Data in this exercise:
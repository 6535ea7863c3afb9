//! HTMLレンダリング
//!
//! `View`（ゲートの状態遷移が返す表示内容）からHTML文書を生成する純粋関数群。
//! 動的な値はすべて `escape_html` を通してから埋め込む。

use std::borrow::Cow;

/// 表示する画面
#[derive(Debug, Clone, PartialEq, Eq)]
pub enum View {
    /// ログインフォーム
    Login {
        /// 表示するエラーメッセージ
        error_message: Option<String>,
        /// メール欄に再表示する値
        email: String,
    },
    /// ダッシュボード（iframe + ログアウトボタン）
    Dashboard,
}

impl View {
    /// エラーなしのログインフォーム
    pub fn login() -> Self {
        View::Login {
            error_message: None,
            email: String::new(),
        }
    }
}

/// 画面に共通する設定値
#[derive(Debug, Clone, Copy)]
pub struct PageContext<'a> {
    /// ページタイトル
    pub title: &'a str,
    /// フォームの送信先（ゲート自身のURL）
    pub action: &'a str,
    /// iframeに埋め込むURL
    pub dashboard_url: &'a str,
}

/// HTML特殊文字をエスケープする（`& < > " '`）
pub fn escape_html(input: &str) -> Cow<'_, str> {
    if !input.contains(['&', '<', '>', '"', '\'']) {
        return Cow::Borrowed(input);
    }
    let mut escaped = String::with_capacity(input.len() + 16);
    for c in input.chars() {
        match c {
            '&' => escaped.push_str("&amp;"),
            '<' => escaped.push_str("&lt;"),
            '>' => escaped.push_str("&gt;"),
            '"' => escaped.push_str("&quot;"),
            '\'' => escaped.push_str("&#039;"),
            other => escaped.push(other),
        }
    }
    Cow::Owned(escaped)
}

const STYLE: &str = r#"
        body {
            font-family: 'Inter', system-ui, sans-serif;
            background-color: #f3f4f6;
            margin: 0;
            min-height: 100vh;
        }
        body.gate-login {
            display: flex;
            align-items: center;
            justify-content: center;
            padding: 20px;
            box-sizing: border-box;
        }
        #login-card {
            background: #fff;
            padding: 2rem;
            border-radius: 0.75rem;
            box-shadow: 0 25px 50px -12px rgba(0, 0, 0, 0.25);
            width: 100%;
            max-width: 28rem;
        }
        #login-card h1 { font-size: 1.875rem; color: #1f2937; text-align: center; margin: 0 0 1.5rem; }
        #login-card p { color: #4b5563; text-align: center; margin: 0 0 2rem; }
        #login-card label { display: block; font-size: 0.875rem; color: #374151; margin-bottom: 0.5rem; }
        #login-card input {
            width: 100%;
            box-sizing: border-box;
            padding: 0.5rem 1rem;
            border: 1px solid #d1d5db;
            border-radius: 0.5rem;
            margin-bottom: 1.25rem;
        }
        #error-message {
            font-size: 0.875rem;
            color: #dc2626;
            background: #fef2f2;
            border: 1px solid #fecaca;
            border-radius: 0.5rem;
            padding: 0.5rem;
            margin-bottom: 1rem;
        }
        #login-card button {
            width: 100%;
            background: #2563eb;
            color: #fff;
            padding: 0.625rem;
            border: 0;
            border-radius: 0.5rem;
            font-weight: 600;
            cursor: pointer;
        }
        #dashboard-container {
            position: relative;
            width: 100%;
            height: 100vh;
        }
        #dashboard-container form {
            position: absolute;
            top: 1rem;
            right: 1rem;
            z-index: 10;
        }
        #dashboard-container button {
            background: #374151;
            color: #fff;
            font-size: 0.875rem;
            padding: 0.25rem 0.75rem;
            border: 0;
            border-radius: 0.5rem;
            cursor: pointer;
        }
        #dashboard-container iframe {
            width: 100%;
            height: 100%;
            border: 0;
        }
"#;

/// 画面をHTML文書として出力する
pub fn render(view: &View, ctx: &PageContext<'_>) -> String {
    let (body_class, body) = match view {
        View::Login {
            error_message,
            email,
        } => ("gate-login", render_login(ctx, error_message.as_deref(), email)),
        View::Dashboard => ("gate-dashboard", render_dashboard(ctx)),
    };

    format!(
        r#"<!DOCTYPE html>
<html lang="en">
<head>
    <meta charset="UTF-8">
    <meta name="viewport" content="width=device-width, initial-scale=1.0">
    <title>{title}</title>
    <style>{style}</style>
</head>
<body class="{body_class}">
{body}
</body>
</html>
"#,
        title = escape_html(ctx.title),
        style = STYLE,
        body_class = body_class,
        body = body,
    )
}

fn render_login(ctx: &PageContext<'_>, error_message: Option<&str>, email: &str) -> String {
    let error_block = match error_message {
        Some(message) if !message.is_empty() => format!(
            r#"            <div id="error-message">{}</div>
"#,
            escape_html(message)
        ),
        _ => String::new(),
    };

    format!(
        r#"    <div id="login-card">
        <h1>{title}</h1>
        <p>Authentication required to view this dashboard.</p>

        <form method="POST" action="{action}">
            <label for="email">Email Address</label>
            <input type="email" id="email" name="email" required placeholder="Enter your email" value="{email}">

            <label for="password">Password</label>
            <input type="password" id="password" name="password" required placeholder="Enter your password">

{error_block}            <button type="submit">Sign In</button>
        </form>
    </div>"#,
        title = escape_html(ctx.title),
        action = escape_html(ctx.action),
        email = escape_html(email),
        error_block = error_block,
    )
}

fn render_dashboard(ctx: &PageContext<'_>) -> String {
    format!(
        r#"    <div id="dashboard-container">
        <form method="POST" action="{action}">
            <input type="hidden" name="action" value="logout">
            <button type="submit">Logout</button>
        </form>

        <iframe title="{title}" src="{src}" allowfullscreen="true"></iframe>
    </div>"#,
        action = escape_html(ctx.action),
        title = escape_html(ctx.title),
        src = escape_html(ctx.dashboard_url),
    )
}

Task item:
What you hand back must match the records above exactly.

The answer:
repository 6535ea7863c3afb9
//! HTMLレンダリング
//!
//! `View`（ゲートの状態遷移が返す表示内容）からHTML文書を生成する純粋関数群。
//! 動的な値はすべて `escape_html` を通してから埋め込む。

use std::borrow::Cow;

/// 表示する画面
#[derive(Debug, Clone, PartialEq, Eq)]
pub enum View {
    /// ログインフォーム
    Login {
        /// 表示するエラーメッセージ
        error_message: Option<String>,
        /// メール欄に再表示する値
        email: String,
    },
    /// ダッシュボード（iframe + ログアウトボタン）
    Dashboard,
}

impl View {
    /// エラーなしのログインフォーム
    pub fn login() -> Self {
        View::Login {
            error_message: None,
            email: String::new(),
        }
    }
}

/// 画面に共通する設定値
#[derive(Debug, Clone, Copy)]
pub struct PageContext<'a> {
    /// ページタイトル
    pub title: &'a str,
    /// フォームの送信先（ゲート自身のURL）
    pub action: &'a str,
    /// iframeに埋め込むURL
    pub dashboard_url: &'a str,
}

/// HTML特殊文字をエスケープする（`& < > " '`）
pub fn escape_html(input: &str) -> Cow<'_, str> {
    if !input.contains(['&', '<', '>', '"', '\'']) {
        return Cow::Borrowed(input);
    }
    let mut escaped = String::with_capacity(input.len() + 16);
    for c in input.chars() {
        match c {
            '&' => escaped.push_str("&amp;"),
            '<' => escaped.push_str("&lt;"),
            '>' => escaped.push_str("&gt;"),
            '"' => escaped.push_str("&quot;"),
            '\'' => escaped.push_str("&#039;"),
            other => escaped.push(other),
        }
    }
    Cow::Owned(escaped)
}

const STYLE: &str = r#"
        body {
            font-family: 'Inter', system-ui, sans-serif;
            background-color: #f3f4f6;
            margin: 0;
            min-height: 100vh;
        }
        body.gate-login {
            display: flex;
            align-items: center;
            justify-content: center;
            padding: 20px;
            box-sizing: border-box;
        }
        #login-card {
            background: #fff;
            padding: 2rem;
            border-radius: 0.75rem;
            box-shadow: 0 25px 50px -12px rgba(0, 0, 0, 0.25);
            width: 100%;
            max-width: 28rem;
        }
        #login-card h1 { font-size: 1.875rem; color: #1f2937; text-align: center; margin: 0 0 1.5rem; }
        #login-card p { color: #4b5563; text-align: center; margin: 0 0 2rem; }
        #login-card label { display: block; font-size: 0.875rem; color: #374151; margin-bottom: 0.5rem; }
        #login-card input {
            width: 100%;
            box-sizing: border-box;
            padding: 0.5rem 1rem;
            border: 1px solid #d1d5db;
            border-radius: 0.5rem;
            margin-bottom: 1.25rem;
        }
        #error-message {
            font-size: 0.875rem;
            color: #dc2626;
            background: #fef2f2;
            border: 1px solid #fecaca;
            border-radius: 0.5rem;
            padding: 0.5rem;
            margin-bottom: 1rem;
        }
        #login-card button {
            width: 100%;
            background: #2563eb;
            color: #fff;
            padding: 0.625rem;
            border: 0;
            border-radius: 0.5rem;
            font-weight: 600;
            cursor: pointer;
        }
        #dashboard-container {
            position: relative;
            width: 100%;
            height: 100vh;
        }
        #dashboard-container form {
            position: absolute;
            top: 1rem;
            right: 1rem;
            z-index: 10;
        }
        #dashboard-container button {
            background: #374151;
            color: #fff;
            font-size: 0.875rem;
            padding: 0.25rem 0.75rem;
            border: 0;
            border-radius: 0.5rem;
            cursor: pointer;
        }
        #dashboard-container iframe {
            width: 100%;
            height: 100%;
            border: 0;
        }
"#;

/// 画面をHTML文書として出力する
pub fn render(view: &View, ctx: &PageContext<'_>) -> String {
    let (body_class, body) = match view {
        View::Login {
            error_message,
            email,
        } => ("gate-login", render_login(ctx, error_message.as_deref(), email)),
        View::Dashboard => ("gate-dashboard", render_dashboard(ctx)),
    };

    format!(
        r#"<!DOCTYPE html>
<html lang="en">
<head>
    <meta charset="UTF-8">
    <meta name="viewport" content="width=device-width, initial-scale=1.0">
    <title>{title}</title>
    <style>{style}</style>
</head>
<body class="{body_class}">
{body}
</body>
</html>
"#,
        title = escape_html(ctx.title),
        style = STYLE,
        body_class = body_class,
        body = body,
    )
}

fn render_login(ctx: &PageContext<'_>, error_message: Option<&str>, email: &str) -> String {
    let error_block = match error_message {
        Some(message) if !message.is_empty() => format!(
            r#"            <div id="error-message">{}</div>
"#,
            escape_html(message)
        ),
        _ => String::new(),
    };

    format!(
        r#"    <div id="login-card">
        <h1>{title}</h1>
        <p>Authentication required to view this dashboard.</p>

        <form method="POST" action="{action}">
            <label for="email">Email Address</label>
            <input type="email" id="email" name="email" required placeholder="Enter your email" value="{email}">

            <label for="password">Password</label>
            <input type="password" id="password" name="password" required placeholder="Enter your password">

{error_block}            <button type="submit">Sign In</button>
        </form>
    </div>"#,
        title = escape_html(ctx.title),
        action = escape_html(ctx.action),
        email = escape_html(email),
        error_block = error_block,
    )
}

fn render_dashboard(ctx: &PageContext<'_>) -> String {
    format!(
        r#"    <div id="dashboard-container">
        <form method="POST" action="{action}">
            <input type="hidden" name="action" value="logout">
            <button type="submit">Logout</button>
        </form>

        <iframe title="{title}" src="{src}" allowfullscreen="true"></iframe>
    </div>"#,
        action = escape_html(ctx.action),
        title = escape_html(ctx.title),
        src = escape_html(ctx.dashboard_url),
    )
}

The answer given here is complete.